▶ REQUIRED WORK
All of the data must be returned word for word.

*** GIVEN RECORDS ***

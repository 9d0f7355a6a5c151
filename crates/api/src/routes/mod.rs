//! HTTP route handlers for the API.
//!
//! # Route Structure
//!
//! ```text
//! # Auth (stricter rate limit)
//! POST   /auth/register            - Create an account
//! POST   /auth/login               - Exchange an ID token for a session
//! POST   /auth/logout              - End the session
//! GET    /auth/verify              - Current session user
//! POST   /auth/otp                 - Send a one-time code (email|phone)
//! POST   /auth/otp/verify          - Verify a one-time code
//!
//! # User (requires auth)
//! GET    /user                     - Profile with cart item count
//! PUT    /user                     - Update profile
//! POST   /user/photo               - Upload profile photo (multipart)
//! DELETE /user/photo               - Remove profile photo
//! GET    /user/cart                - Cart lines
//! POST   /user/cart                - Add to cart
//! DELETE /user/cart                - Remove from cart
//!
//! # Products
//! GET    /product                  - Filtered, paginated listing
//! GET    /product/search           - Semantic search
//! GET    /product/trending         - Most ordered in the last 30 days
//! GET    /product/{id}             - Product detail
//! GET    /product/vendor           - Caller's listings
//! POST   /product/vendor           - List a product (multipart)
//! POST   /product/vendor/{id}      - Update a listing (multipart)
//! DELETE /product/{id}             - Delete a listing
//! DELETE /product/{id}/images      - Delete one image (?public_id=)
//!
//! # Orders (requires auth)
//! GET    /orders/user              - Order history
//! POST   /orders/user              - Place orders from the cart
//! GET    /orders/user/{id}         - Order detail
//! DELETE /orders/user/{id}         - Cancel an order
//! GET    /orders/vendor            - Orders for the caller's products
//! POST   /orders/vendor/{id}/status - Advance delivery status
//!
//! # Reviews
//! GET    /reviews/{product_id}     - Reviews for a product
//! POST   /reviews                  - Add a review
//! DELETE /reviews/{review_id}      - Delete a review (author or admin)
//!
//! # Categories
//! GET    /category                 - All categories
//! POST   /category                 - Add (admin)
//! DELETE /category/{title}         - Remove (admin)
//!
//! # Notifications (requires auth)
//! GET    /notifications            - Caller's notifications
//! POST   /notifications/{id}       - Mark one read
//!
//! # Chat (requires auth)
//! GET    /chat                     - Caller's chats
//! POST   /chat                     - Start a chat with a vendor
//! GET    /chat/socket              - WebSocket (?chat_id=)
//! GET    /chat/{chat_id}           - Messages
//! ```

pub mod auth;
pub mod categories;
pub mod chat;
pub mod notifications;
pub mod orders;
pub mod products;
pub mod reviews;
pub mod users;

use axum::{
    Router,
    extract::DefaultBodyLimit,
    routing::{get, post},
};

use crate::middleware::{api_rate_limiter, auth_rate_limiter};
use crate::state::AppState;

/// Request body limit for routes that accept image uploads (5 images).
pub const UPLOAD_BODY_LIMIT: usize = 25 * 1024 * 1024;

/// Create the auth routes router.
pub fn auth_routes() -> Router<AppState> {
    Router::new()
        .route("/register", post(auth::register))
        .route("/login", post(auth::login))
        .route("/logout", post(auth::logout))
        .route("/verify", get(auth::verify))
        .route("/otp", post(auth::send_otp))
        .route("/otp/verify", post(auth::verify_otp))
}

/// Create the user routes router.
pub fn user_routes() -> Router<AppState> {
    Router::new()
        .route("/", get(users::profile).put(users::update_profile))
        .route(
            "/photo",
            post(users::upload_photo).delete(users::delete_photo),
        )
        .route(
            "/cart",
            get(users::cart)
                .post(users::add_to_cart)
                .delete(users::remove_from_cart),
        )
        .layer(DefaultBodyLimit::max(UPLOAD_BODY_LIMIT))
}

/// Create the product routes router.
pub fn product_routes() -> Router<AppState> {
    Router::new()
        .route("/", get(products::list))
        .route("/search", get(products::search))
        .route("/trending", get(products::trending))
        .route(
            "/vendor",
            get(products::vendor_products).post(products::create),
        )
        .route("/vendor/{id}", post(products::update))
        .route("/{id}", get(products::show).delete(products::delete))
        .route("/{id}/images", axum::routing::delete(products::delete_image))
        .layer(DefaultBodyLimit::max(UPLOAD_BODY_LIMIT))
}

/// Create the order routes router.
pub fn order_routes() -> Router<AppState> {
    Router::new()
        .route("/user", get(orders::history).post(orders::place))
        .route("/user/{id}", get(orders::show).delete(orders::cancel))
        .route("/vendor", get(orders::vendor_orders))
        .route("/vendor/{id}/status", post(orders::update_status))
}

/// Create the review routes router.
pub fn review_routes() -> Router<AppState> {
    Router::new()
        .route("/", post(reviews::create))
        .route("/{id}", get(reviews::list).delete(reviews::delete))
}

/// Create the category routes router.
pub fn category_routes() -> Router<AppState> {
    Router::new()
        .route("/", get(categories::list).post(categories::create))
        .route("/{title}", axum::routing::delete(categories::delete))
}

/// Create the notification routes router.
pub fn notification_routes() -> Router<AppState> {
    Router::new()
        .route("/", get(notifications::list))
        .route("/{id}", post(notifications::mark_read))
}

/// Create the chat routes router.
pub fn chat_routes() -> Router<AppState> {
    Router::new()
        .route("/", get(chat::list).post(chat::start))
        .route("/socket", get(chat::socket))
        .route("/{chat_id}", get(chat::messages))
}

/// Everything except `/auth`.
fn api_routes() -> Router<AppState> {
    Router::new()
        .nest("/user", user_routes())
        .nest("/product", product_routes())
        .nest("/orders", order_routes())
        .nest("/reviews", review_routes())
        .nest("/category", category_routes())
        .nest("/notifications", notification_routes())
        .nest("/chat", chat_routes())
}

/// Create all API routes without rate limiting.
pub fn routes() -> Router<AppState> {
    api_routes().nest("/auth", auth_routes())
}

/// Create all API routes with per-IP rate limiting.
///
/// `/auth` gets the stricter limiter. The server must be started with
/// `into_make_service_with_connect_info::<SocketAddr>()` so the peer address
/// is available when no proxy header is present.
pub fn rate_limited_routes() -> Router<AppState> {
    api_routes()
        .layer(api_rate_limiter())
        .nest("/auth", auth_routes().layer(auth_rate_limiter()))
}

*** End of GIVEN RECORDS ***

▶ SOLUTION BELOW
repository 9d0f7355a6a5c151
filename crates/api/src/routes/mod.rs
//! HTTP route handlers for the API.
//!
//! # Route Structure
//!
//! ```text
//! # Auth (stricter rate limit)
//! POST   /auth/register            - Create an account
//! POST   /auth/login               - Exchange an ID token for a session
//! POST   /auth/logout              - End the session
//! GET    /auth/verify              - Current session user
//! POST   /auth/otp                 - Send a one-time code (email|phone)
//! POST   /auth/otp/verify          - Verify a one-time code
//!
//! # User (requires auth)
//! GET    /user                     - Profile with cart item count
//! PUT    /user                     - Update profile
//! POST   /user/photo               - Upload profile photo (multipart)
//! DELETE /user/photo               - Remove profile photo
//! GET    /user/cart                - Cart lines
//! POST   /user/cart                - Add to cart
//! DELETE /user/cart                - Remove from cart
//!
//! # Products
//! GET    /product                  - Filtered, paginated listing
//! GET    /product/search           - Semantic search
//! GET    /product/trending         - Most ordered in the last 30 days
//! GET    /product/{id}             - Product detail
//! GET    /product/vendor           - Caller's listings
//! POST   /product/vendor           - List a product (multipart)
//! POST   /product/vendor/{id}      - Update a listing (multipart)
//! DELETE /product/{id}             - Delete a listing
//! DELETE /product/{id}/images      - Delete one image (?public_id=)
//!
//! # Orders (requires auth)
//! GET    /orders/user              - Order history
//! POST   /orders/user              - Place orders from the cart
//! GET    /orders/user/{id}         - Order detail
//! DELETE /orders/user/{id}         - Cancel an order
//! GET    /orders/vendor            - Orders for the caller's products
//! POST   /orders/vendor/{id}/status - Advance delivery status
//!
//! # Reviews
//! GET    /reviews/{product_id}     - Reviews for a product
//! POST   /reviews                  - Add a review
//! DELETE /reviews/{review_id}      - Delete a review (author or admin)
//!
//! # Categories
//! GET    /category                 - All categories
//! POST   /category                 - Add (admin)
//! DELETE /category/{title}         - Remove (admin)
//!
//! # Notifications (requires auth)
//! GET    /notifications            - Caller's notifications
//! POST   /notifications/{id}       - Mark one read
//!
//! # Chat (requires auth)
//! GET    /chat                     - Caller's chats
//! POST   /chat                     - Start a chat with a vendor
//! GET    /chat/socket              - WebSocket (?chat_id=)
//! GET    /chat/{chat_id}           - Messages
//! ```

pub mod auth;
pub mod categories;
pub mod chat;
pub mod notifications;
pub mod orders;
pub mod products;
pub mod reviews;
pub mod users;

use axum::{
    Router,
    extract::DefaultBodyLimit,
    routing::{get, post},
};

use crate::middleware::{api_rate_limiter, auth_rate_limiter};
use crate::state::AppState;

/// Request body limit for routes that accept image uploads (5 images).
pub const UPLOAD_BODY_LIMIT: usize = 25 * 1024 * 1024;

/// Create the auth routes router.
pub fn auth_routes() -> Router<AppState> {
    Router::new()
        .route("/register", post(auth::register))
        .route("/login", post(auth::login))
        .route("/logout", post(auth::logout))
        .route("/verify", get(auth::verify))
        .route("/otp", post(auth::send_otp))
        .route("/otp/verify", post(auth::verify_otp))
}

/// Create the user routes router.
pub fn user_routes() -> Router<AppState> {
    Router::new()
        .route("/", get(users::profile).put(users::update_profile))
        .route(
            "/photo",
            post(users::upload_photo).delete(users::delete_photo),
        )
        .route(
            "/cart",
            get(users::cart)
                .post(users::add_to_cart)
                .delete(users::remove_from_cart),
        )
        .layer(DefaultBodyLimit::max(UPLOAD_BODY_LIMIT))
}

/// Create the product routes router.
pub fn product_routes() -> Router<AppState> {
    Router::new()
        .route("/", get(products::list))
        .route("/search", get(products::search))
        .route("/trending", get(products::trending))
        .route(
            "/vendor",
            get(products::vendor_products).post(products::create),
        )
        .route("/vendor/{id}", post(products::update))
        .route("/{id}", get(products::show).delete(products::delete))
        .route("/{id}/images", axum::routing::delete(products::delete_image))
        .layer(DefaultBodyLimit::max(UPLOAD_BODY_LIMIT))
}

/// Create the order routes router.
pub fn order_routes() -> Router<AppState> {
    Router::new()
        .route("/user", get(orders::history).post(orders::place))
        .route("/user/{id}", get(orders::show).delete(orders::cancel))
        .route("/vendor", get(orders::vendor_orders))
        .route("/vendor/{id}/status", post(orders::update_status))
}

/// Create the review routes router.
pub fn review_routes() -> Router<AppState> {
    Router::new()
        .route("/", post(reviews::create))
        .route("/{id}", get(reviews::list).delete(reviews::delete))
}

/// Create the category routes router.
pub fn category_routes() -> Router<AppState> {
    Router::new()
        .route("/", get(categories::list).post(categories::create))
        .route("/{title}", axum::routing::delete(categories::delete))
}

/// Create the notification routes router.
pub fn notification_routes() -> Router<AppState> {
    Router::new()
        .route("/", get(notifications::list))
        .route("/{id}", post(notifications::mark_read))
}

/// Create the chat routes router.
pub fn chat_routes() -> Router<AppState> {
    Router::new()
        .route("/", get(chat::list).post(chat::start))
        .route("/socket", get(chat::socket))
        .route("/{chat_id}", get(chat::messages))
}

/// Everything except `/auth`.
fn api_routes() -> Router<AppState> {
    Router::new()
        .nest("/user", user_routes())
        .nest("/product", product_routes())
        .nest("/orders", order_routes())
        .nest("/reviews", review_routes())
        .nest("/category", category_routes())
        .nest("/notifications", notification_routes())
        .nest("/chat", chat_routes())
}

/// Create all API routes without rate limiting.
pub fn routes() -> Router<AppState> {
    api_routes().nest("/auth", auth_routes())
}

/// Create all API routes with per-IP rate limiting.
///
/// `/auth` gets the stricter limiter. The server must be started with
/// `into_make_service_with_connect_info::<SocketAddr>()` so the peer address
/// is available when no proxy header is present.
pub fn rate_limited_routes() -> Router<AppState> {
    api_routes()
        .layer(api_rate_limiter())
        .nest("/auth", auth_routes().layer(auth_rate_limiter()))
}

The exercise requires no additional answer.